その中でも、細い棒状のフィラメントを材料とする方式がFDM (Fused Deposition Modeling) 方式、金型を使った射出成形で使用される粒上のペレット材を材料とする方式としてGEM (Granules Extrusion Modeling) 方式やAPF (Arburg Plastic Freeforming) 方式と細分化されます。
ペレットを使うGEM方式の「GEM200GDH」はエス.ラボ株式会社が1000~2000万円にて販売しており、島津産機システムズ株式会社では後処理として造形物を焼結するための小型脱脂焼結炉「VHS-CUBE」を販売しています。第一セラモ株式会社は材料の開発を行っており、上記2機種+材料でミニマム3000万円程度のシステムとして販売中とのことで、となるとVHS-CUBEは1000万円台でしょうか。
開発中のフィラメントを使うタイプの「Margherita」については、100万円台という目標価格を見て安い!と思ったのですが、造形後にVHS-CUBEによる焼結が必要となると、システムとしての価格は1000万円クラスになってしまうので、さすがに見た目ほど安くはないのですが、億単位が必要とされていた金属3Dプリンターが1000万円クラスで組めるとなると、価格的に非常に大きなインパクトをもたらしてくれます。
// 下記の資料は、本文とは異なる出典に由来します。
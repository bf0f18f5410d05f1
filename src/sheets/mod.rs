//! # Stem-Cell Single-Cell Sheet Layouts
//!
//! The two sheets of a single-cell transcriptomics study:
//!
//! - **Sample sheet** (`s_*.txt`): source material, its organism and model
//!   annotations, the sample collection step and the resulting samples.
//! - **Assay sheet** (`a_*.txt`): dissociation, library construction and
//!   sequencing of each sample.
//!
//! Both sheets link through the normalized sample identifier in their
//! `Sample Name` columns. Each stage exposes a slot for caller-configured
//! columns; see [`StageColumns`].

mod stages;

#[cfg(test)]
mod tests;

use serde::{Deserialize, Serialize};
use std::fmt;

use crate::metadata::fields;
use crate::schema::{columns, ColumnSpec};

pub use stages::StageColumns;

/// Slot names of the built-in layouts
pub mod slots {
    /// Characteristics of the source material, after `Characteristics[Model type]`
    pub const SOURCE_CHARACTERISTICS: &str = "source_characteristics";
    /// Characteristics of the sample, after `Sample Name`
    pub const SAMPLE_CHARACTERISTICS: &str = "sample_characteristics";
    /// Parameters of the dissociation step
    pub const DISSOCIATION_PARAMETERS: &str = "dissociation_parameters";
    /// Parameters of the library construction step
    pub const LIBRARY_PARAMETERS: &str = "library_parameters";
    /// Parameters of the sequencing step
    pub const SEQUENCING_PARAMETERS: &str = "sequencing_parameters";
}

/// Protocol names referenced from `Protocol REF` columns
pub mod protocols {
    /// Sample collection, sample sheet
    pub const SAMPLE_COLLECTION: &str = "Sample collection";
    /// Tissue or culture dissociation into single cells
    pub const DISSOCIATION: &str = "Dissociation";
    /// Library construction
    pub const LIBRARY_CONSTRUCTION: &str = "Library construction";
    /// Sequencing
    pub const NUCLEIC_ACID_SEQUENCING: &str = "Nucleic acid sequencing";

    /// All protocols with their ISA protocol types, in workflow order
    pub const ALL: [(&str, &str); 4] = [
        (SAMPLE_COLLECTION, "sample collection"),
        (DISSOCIATION, "dissociation"),
        (LIBRARY_CONSTRUCTION, "library construction"),
        (NUCLEIC_ACID_SEQUENCING, "nucleic acid sequencing"),
    ];
}

/// Suffix appended to the sample name to form the gene-expression extract name
pub const EXTRACT_SUFFIX: &str = "_GEX";

/// Which of the two sheets to build
#[derive(Debug, Clone, Copy, PartialEq, Eq, Hash, Serialize, Deserialize)]
#[serde(rename_all = "snake_case")]
pub enum SheetKind {
    /// Study-level sample sheet
    Sample,
    /// Assay sheet
    Assay,
}

impl SheetKind {
    /// Column spec of this sheet
    pub fn spec(&self) -> ColumnSpec {
        match self {
            SheetKind::Sample => sample_sheet_spec(),
            SheetKind::Assay => assay_sheet_spec(),
        }
    }
}

impl fmt::Display for SheetKind {
    fn fmt(&self, f: &mut fmt::Formatter<'_>) -> fmt::Result {
        match self {
            SheetKind::Sample => write!(f, "sample"),
            SheetKind::Assay => write!(f, "assay"),
        }
    }
}

/// Column spec of the sample sheet
pub fn sample_sheet_spec() -> ColumnSpec {
    ColumnSpec::new()
        .sample_name(columns::SOURCE_NAME)
        .shared(&columns::characteristics("Organism"), fields::ORGANISM)
        .shared(columns::TERM_SOURCE_REF, fields::ORGANISM_TERM_SOURCE)
        .shared(columns::TERM_ACCESSION_NUMBER, fields::ORGANISM_ACCESSION)
        .shared(&columns::characteristics("Experiment"), fields::EXPERIMENT_NAME)
        .shared(&columns::characteristics("Source type"), fields::SOURCE_TYPE)
        .shared(&columns::characteristics("Model type"), fields::MODEL_TYPE)
        .slot(slots::SOURCE_CHARACTERISTICS)
        .literal(columns::PROTOCOL_REF, protocols::SAMPLE_COLLECTION)
        .empty(columns::PERFORMER)
        .empty(columns::DATE)
        .sample_name(columns::SAMPLE_NAME)
        .slot(slots::SAMPLE_CHARACTERISTICS)
}

/// Column spec of the assay sheet
pub fn assay_sheet_spec() -> ColumnSpec {
    ColumnSpec::new()
        .sample_name(columns::SAMPLE_NAME)
        .literal(columns::PROTOCOL_REF, protocols::DISSOCIATION)
        .slot(slots::DISSOCIATION_PARAMETERS)
        .empty(columns::PERFORMER)
        .empty(columns::DATE)
        .sample_name_with_suffix(columns::EXTRACT_NAME, EXTRACT_SUFFIX)
        .literal(columns::PROTOCOL_REF, protocols::LIBRARY_CONSTRUCTION)
        .shared(&columns::parameter_value("Library kit"), fields::LIBRARY_KIT)
        .shared(&columns::parameter_value("Library type"), fields::LIBRARY_TYPE)
        .slot(slots::LIBRARY_PARAMETERS)
        .empty(columns::PERFORMER)
        .empty(columns::DATE)
        .sample_name(columns::LIBRARY_NAME)
        .literal(columns::PROTOCOL_REF, protocols::NUCLEIC_ACID_SEQUENCING)
        .slot(slots::SEQUENCING_PARAMETERS)
        .empty(columns::PERFORMER)
        .empty(columns::DATE)
        .empty(columns::RAW_DATA_FILE)
}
日本国内においては従来加工方法と比較して〇〇に対応できない、費用が高価、品質保証が難しいといった、主として従来方式との比較から3Dプリンターはダメと否定されがちです。一方でアメリカや欧州では宇宙・航空・防衛といった先進分野において、トータルで考えて3Dプリント部品を使ったほうがメリットが大きい (例えば重量削減や人力での工程削減に繋がる) となれば、導入費用が高額でも採用してしまう、従来部品の延長線ではなく3Dプリンターでしか作れない形状で機能向上を図るといった、強引ではありますが金属3Dプリンター活用機会を得ることでノウハウを蓄積し、得手不得手の理解を深めてより適した使用方法を開拓しているとのことです。
さすがに製造業では無い弊社での購入は難しいのですが、価格がネックで金属3Dプリンター導入を見送っていた製造業で広がり、活用例が増大していくと嬉しいところですね。
金属3Dプリンター活用が日本国内で進まない現状については、以下連載記事にて詳しく触れられています。もちろん記事中には普及のための方便は含まれているにせよ、現在の3Dプリンターが置かれた従来加工方法との共存すら避けられているような状況はなんとしても脱して欲しいと願うばかりです。
金属3DプリンタによるAMはなぜ日本で普及しないのか
まとめ
以上、ここ最近の3Dプリンター関係のニュースについてのブログでした。
XYZprintingの事業撤退は悲しいですが、一方で価格を抑えた金属3Dプリンターといった歓迎すべきニュースもあり、仕事でも趣味でも3Dプリンターを活用している身として、また何か共有したいニュースが見つかりましたら記事にまとめさせていただきます。